Porém, os comissários entrevistados disseram que as companhias aéreas estão sendo transparentes ao propor soluções para seus empregados.
"Com a crise, minha empresa deu aos comissários duas opções: uma delas é continuar trabalhando com o salário reduzido por três meses, mas fazendo pouquíssimas horas de voo [por causa da redução drástica de viagens aéreas que está ocorrendo no Brasil]", conta Carla. "A outra é pegar uma licença não remunerada, o que, para mim, é a melhor coisa a ser feita agora". Carla diz que quer ficar em casa cuidando da sua saúde, mas torce para que sua empresa se recupere da crise e não demita funcionários.
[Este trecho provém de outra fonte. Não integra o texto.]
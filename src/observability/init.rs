//! Subscriber setup: `tracing` macros → OpenTelemetry → trace file.

use opentelemetry::trace::TracerProvider as _;
use opentelemetry::KeyValue;
use opentelemetry_sdk::resource::Resource;
use tracing_opentelemetry::OpenTelemetryLayer;
use tracing_subscriber::{layer::SubscriberExt, util::SubscriberInitExt, EnvFilter};

use super::tracer;
use crate::infrastructure::paths;
use crate::Config;

/// Name of the trace file inside the plugin data directory.
pub const TRACE_FILE_NAME: &str = "bookscout-traces.jsonl";

/// Filter used when `trace_level` is not configured.
pub const DEFAULT_TRACE_LEVEL: &str = "info";

/// Installs the global subscriber writing to
/// `~/.local/share/zellij/bookscout/bookscout-traces.jsonl`.
///
/// `config.trace_level` accepts any `EnvFilter` directive, e.g. `debug` or
/// `bookscout::fetch=trace,info`; an invalid directive falls back to
/// [`DEFAULT_TRACE_LEVEL`].
///
/// Tracing is optional: if the data directory cannot be created nothing is
/// installed. Calling this more than once keeps the first subscriber.
pub fn init_tracing(config: &Config) {
    let level = config.trace_level.as_deref().unwrap_or(DEFAULT_TRACE_LEVEL);
    let filter = EnvFilter::try_new(level).unwrap_or_else(|_| EnvFilter::new(DEFAULT_TRACE_LEVEL));

    let data_dir = paths::get_data_dir();
    if std::fs::create_dir_all(&data_dir).is_err() {
        return;
    }

    let resource = Resource::new(vec![
        KeyValue::new("service.name", "bookscout"),
        KeyValue::new("service.version", env!("CARGO_PKG_VERSION")),
    ]);

    let provider = tracer::create_tracer_provider(data_dir.join(TRACE_FILE_NAME), resource);
    let otel_layer = OpenTelemetryLayer::new(provider.tracer("bookscout"));

    let _ = tracing_subscriber::registry()
        .with(filter)
        .with(otel_layer)
        .try_init();
}
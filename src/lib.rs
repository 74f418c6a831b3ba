//! Bookscout: a Zellij plugin for searching book metadata.
//!
//! Bookscout provides:
//! - Search by title, author or ISBN against the Google Books volumes API
//! - A result list with ratings and e-book availability
//! - Client-side rating sort and e-book filter, without re-querying
//! - A detail view for a single book

#![allow(clippy::multiple_crate_versions)]

//!
//! # Architecture
//!
//! ```text
//! ┌─────────────────────────────────────────────────────┐
//! │  Zellij Plugin Shim (main.rs)                       │  ← Entry point
//! │  - key mapping, web_request, hide_self              │
//! └─────────────────────────────────────────────────────┘
//!                        │
//! ┌─────────────────────────────────────────────────────┐
//! │  Application Layer (app/)                           │  ← State machine
//! │  - Event handling, Browsing/Inspecting              │
//! │  - Sort/filter derivation, view model computation   │
//! └─────────────────────────────────────────────────────┘
//!         │                                   │
//! ┌───────────────────────┐   ┌─────────────────────────┐
//! │ Fetch Layer (fetch/)  │   │ UI Layer (ui/)          │
//! │ - Request/URL/context │   │ - Rendering, theming    │
//! │ - Volume normalization│   │ - Components            │
//! └───────────────────────┘   └─────────────────────────┘
//!                        │
//! ┌─────────────────────────────────────────────────────┐
//! │  Domain (domain/), Infrastructure, Observability    │
//! └─────────────────────────────────────────────────────┘
//! ```
//!
//! # Modules
//!
//! - [`app`]: Application state machine with event/action model
//! - [`domain`]: Book record, search field, errors
//! - [`fetch`]: Search requests and response normalization
//! - [`infrastructure`]: Sandbox path helpers
//! - [`ui`]: Terminal rendering with theme support
//! - `observability`: OpenTelemetry tracing to a local file
//!
//! # Configuration
//!
//! ```kdl
//! pane {
//!     plugin location="file:/path/to/bookscout.wasm" {
//!         default_field "author"
//!         theme "catppuccin-latte"
//!         trace_level "debug"
//!     }
//! }
//! ```
//!
//! # Example
//!
//! ```rust
//! use std::collections::BTreeMap;
//! use bookscout::{handle_event, initialize, Action, Config, Event};
//!
//! let config = Config::from_zellij(&BTreeMap::new());
//! let mut state = initialize(&config);
//!
//! handle_event(&mut state, &Event::FocusSearch)?;
//! for c in "Dune".chars() {
//!     handle_event(&mut state, &Event::Char(c))?;
//! }
//!
//! let (_, actions) = handle_event(&mut state, &Event::Submit)?;
//! let Action::FetchBooks(request) = &actions[0] else { unreachable!() };
//! assert_eq!(
//!     request.url(&config.endpoint),
//!     "https://www.googleapis.com/books/v1/volumes?q=title:Dune&maxResults=10"
//! );
//! # Ok::<(), bookscout::BookscoutError>(())
//! ```

pub mod app;
pub mod domain;
pub mod fetch;
pub mod infrastructure;

pub mod ui;

pub mod observability;

pub use app::{handle_event, Action, AppState, Event, InputMode, ViewState};
pub use domain::{Book, BookscoutError, Result, SearchField};
pub use ui::Theme;

use std::collections::BTreeMap;

/// Plugin configuration parsed from Zellij's configuration system.
///
/// ```kdl
/// plugin location="file:/path/to/bookscout.wasm" {
///     endpoint "https://www.googleapis.com/books/v1/volumes"
///     default_field "isbn"
///     theme "catppuccin-mocha"
///     theme_file "~/.config/bookscout/theme.toml"
///     trace_level "debug"
/// }
/// ```
#[derive(Debug, Clone, PartialEq, Eq)]
pub struct Config {
    /// Volumes endpoint the search query is appended to.
    pub endpoint: String,

    /// Field selected when the plugin starts.
    pub default_field: SearchField,

    /// Built-in theme name. Ignored if `theme_file` is set.
    pub theme_name: Option<String>,

    /// Path to a custom TOML theme file; `~` is the sandbox host mount.
    pub theme_file: Option<String>,

    /// `EnvFilter` directive for tracing. Default: `"info"`
    pub trace_level: Option<String>,
}

impl Default for Config {
    fn default() -> Self {
        Self {
            endpoint: fetch::DEFAULT_ENDPOINT.to_string(),
            default_field: SearchField::default(),
            theme_name: None,
            theme_file: None,
            trace_level: None,
        }
    }
}

impl Config {
    /// Parses configuration from Zellij's configuration map.
    ///
    /// Every key is optional. Blank values count as unset; an unknown
    /// `default_field` is logged and ignored.
    ///
    /// ```rust
    /// use std::collections::BTreeMap;
    /// use bookscout::{Config, SearchField};
    ///
    /// let mut map = BTreeMap::new();
    /// map.insert("default_field".to_string(), "Author".to_string());
    ///
    /// let config = Config::from_zellij(&map);
    /// assert_eq!(config.default_field, SearchField::Author);
    /// ```
    #[must_use]
    pub fn from_zellij(config: &BTreeMap<String, String>) -> Self {
        let value = |key: &str| {
            config
                .get(key)
                .map(|v| v.trim())
                .filter(|v| !v.is_empty())
                .map(String::from)
        };

        let endpoint = value("endpoint")
            .map(|e| e.trim_end_matches('/').to_string())
            .filter(|e| !e.is_empty())
            .unwrap_or_else(|| fetch::DEFAULT_ENDPOINT.to_string());

        let default_field = value("default_field").map_or_else(SearchField::default, |raw| {
            raw.parse().unwrap_or_else(|e: BookscoutError| {
                tracing::warn!(value = %raw, error = %e, "ignoring default_field");
                SearchField::default()
            })
        });

        Self {
            endpoint,
            default_field,
            theme_name: value("theme"),
            theme_file: value("theme_file"),
            trace_level: value("trace_level"),
        }
    }

    /// Resolves the theme: `theme_file`, then `theme`, then the default.
    /// Each failure is logged and falls through to the next.
    #[must_use]
    pub fn load_theme(&self) -> Theme {
        if let Some(theme_file) = &self.theme_file {
            let path = infrastructure::resolve_host_path(theme_file);
            match Theme::from_file(&path) {
                Ok(theme) => return theme,
                Err(e) => tracing::warn!(
                    theme_file = %path.display(),
                    error = %e,
                    "failed to load theme from file"
                ),
            }
        }

        if let Some(theme_name) = &self.theme_name {
            match Theme::from_name(theme_name) {
                Some(theme) => return theme,
                None => tracing::warn!(theme_name = %theme_name, "unknown theme"),
            }
        }

        Theme::default()
    }
}

/// Creates the initial application state from configuration.
///
/// Does not install tracing; the plugin shim calls
/// [`observability::init_tracing`] first so this function's logging is
/// captured.
#[must_use]
pub fn initialize(config: &Config) -> AppState {
    tracing::debug!(
        endpoint = %config.endpoint,
        default_field = %config.default_field,
        "initializing bookscout plugin"
    );

    let mut state = AppState::new(config.load_theme());
    state.field = config.default_field;
    state
}

#[cfg(test)]
mod tests {
    use super::*;

    fn map(pairs: &[(&str, &str)]) -> BTreeMap<String, String> {
        pairs.iter().map(|(k, v)| ((*k).to_string(), (*v).to_string())).collect()
    }

    #[test]
    fn empty_map_yields_defaults() {
        assert_eq!(Config::from_zellij(&BTreeMap::new()), Config::default());
    }

    #[test]
    fn parses_all_keys() {
        let config = Config::from_zellij(&map(&[
            ("endpoint", "http://localhost:8080/volumes/"),
            ("default_field", "isbn"),
            ("theme", "catppuccin-latte"),
            ("theme_file", "~/theme.toml"),
            ("trace_level", "debug"),
        ]));

        assert_eq!(config.endpoint, "http://localhost:8080/volumes");
        assert_eq!(config.default_field, SearchField::Isbn);
        assert_eq!(config.theme_name.as_deref(), Some("catppuccin-latte"));
        assert_eq!(config.theme_file.as_deref(), Some("~/theme.toml"));
        assert_eq!(config.trace_level.as_deref(), Some("debug"));
    }

    #[test]
    fn invalid_or_blank_values_fall_back() {
        let config = Config::from_zellij(&map(&[
            ("endpoint", "  "),
            ("default_field", "publisher"),
            ("theme", ""),
        ]));

        assert_eq!(config.endpoint, fetch::DEFAULT_ENDPOINT);
        assert_eq!(config.default_field, SearchField::Title);
        assert_eq!(config.theme_name, None);
    }

    #[test]
    fn theme_resolution_falls_through() {
        let config = Config {
            theme_file: Some("/nonexistent/bookscout.toml".to_string()),
            theme_name: Some("catppuccin-latte".to_string()),
            ..Config::default()
        };
        assert_eq!(config.load_theme().name, "catppuccin-latte");

        let config = Config {
            theme_name: Some("no-such-theme".to_string()),
            ..Config::default()
        };
        assert_eq!(config.load_theme().name, "catppuccin-mocha");
    }

    #[test]
    fn initialize_applies_default_field() {
        let config = Config {
            default_field: SearchField::Author,
            ..Config::default()
        };
        let state = initialize(&config);

        assert_eq!(state.field, SearchField::Author);
        assert!(state.results.is_empty());
    }
}
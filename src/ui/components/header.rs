//! Header component renderer.

use crate::ui::helpers::{center_padding, char_len, position_cursor};
use crate::ui::theme::Theme;
use crate::ui::viewmodel::HeaderInfo;

/// Renders the centered title, with the toggle status right-aligned when it
/// fits, and returns the next row.
pub fn render_header(row: usize, header: &HeaderInfo, theme: &Theme, cols: usize) -> usize {
    let title_len = char_len(&header.title);
    let padding = center_padding(title_len, cols);

    position_cursor(row, 1);
    print!("{}", Theme::bold());
    print!("{}", Theme::fg(&theme.colors.header_fg));
    if let Some(bg) = &theme.colors.header_bg {
        print!("{}", Theme::bg(bg));
    }

    print!("{}", " ".repeat(padding));
    print!("{}", header.title);
    print!("{}", Theme::reset());

    let used = padding + title_len;
    let status_len = char_len(&header.status);
    let remaining = cols.saturating_sub(used);

    if status_len > 0 && status_len + 2 <= remaining {
        print!("{}", " ".repeat(remaining - status_len - 1));
        print!("{}", Theme::fg(&theme.colors.text_dim));
        print!("{}", header.status);
        print!(" {}", Theme::reset());
    } else {
        print!("{}", " ".repeat(remaining));
    }

    row + 1
}
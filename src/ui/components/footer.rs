//! Footer component renderer.

use crate::ui::helpers::{center_padding, position_cursor};
use crate::ui::theme::Theme;
use crate::ui::viewmodel::FooterInfo;

/// Renders centered, dimmed keybinding hints, truncated on narrow panes.
pub fn render_footer(row: usize, footer: &FooterInfo, theme: &Theme, cols: usize) -> usize {
    let help_text: String = footer.keybindings.chars().take(cols).collect();
    let text_len = help_text.chars().count();
    let padding = center_padding(text_len, cols);

    position_cursor(row, 1);
    print!("{}", Theme::fg(&theme.colors.text_dim));
    print!("{}", " ".repeat(padding));
    print!("{help_text}");
    print!("{}", " ".repeat(cols.saturating_sub(padding + text_len)));
    print!("{}", Theme::reset());
    row + 1
}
Paulo, que mora com a esposa e um filho pequeno, afirma ainda não saber o que faz: se adere à licença não remunerada ou continua trabalhando com um salário menor.Mas ele tem certeza de uma coisa: "toda a situação é extremamente complicada. Nem o 11 de setembro foi tão ruim para o setor aéreo", desabafa.
Cuidados sanitários das empresas aéreas
Para minimizar o risco de disseminação do covid-19 dentro das aeronaves, as companhias aéreas aumentaram drasticamente o cuidado com a higienização dos aviões antes e depois das viagens.
A Gol, por exemplo, informa que "a higienização completa dos nossos aviões envolve a limpeza dos assentos, cintos de segurança, apoios de braço, mesinhas, janelas, saídas de ventilação, compartimentos de bagagem, carrinhos de serviço, banheiro e portas. A cada parada, aplicamos desinfetantes de uso profissional e reforçamos as higienizações de pernoite. E também foram instalados, nas estações dianteira e traseira das aeronaves, suportes de álcool em gel, facilitando o acesso ao produto".
Além disso, a empresa diz que "quanto à tripulação, a Gol faz exames médicos periodicamente em seus colaboradores e mantém serviços de saúde internos, para atendimento de seus funcionários. Além disso, são realizadas orientações contínuas aos nossos colaboradores sobre a prevenção do coronavírus e como se comportar na presença de sintomas de problemas respiratórios e de febre".
A Associação Brasileira das Empresas Aéreas (Abear) afirma que "os aviões estão equipados para garantir a segurança dos passageiros. As aeronaves renovam 99,9% do ar que circula a bordo, contribuindo para que o covid-19 não se propague".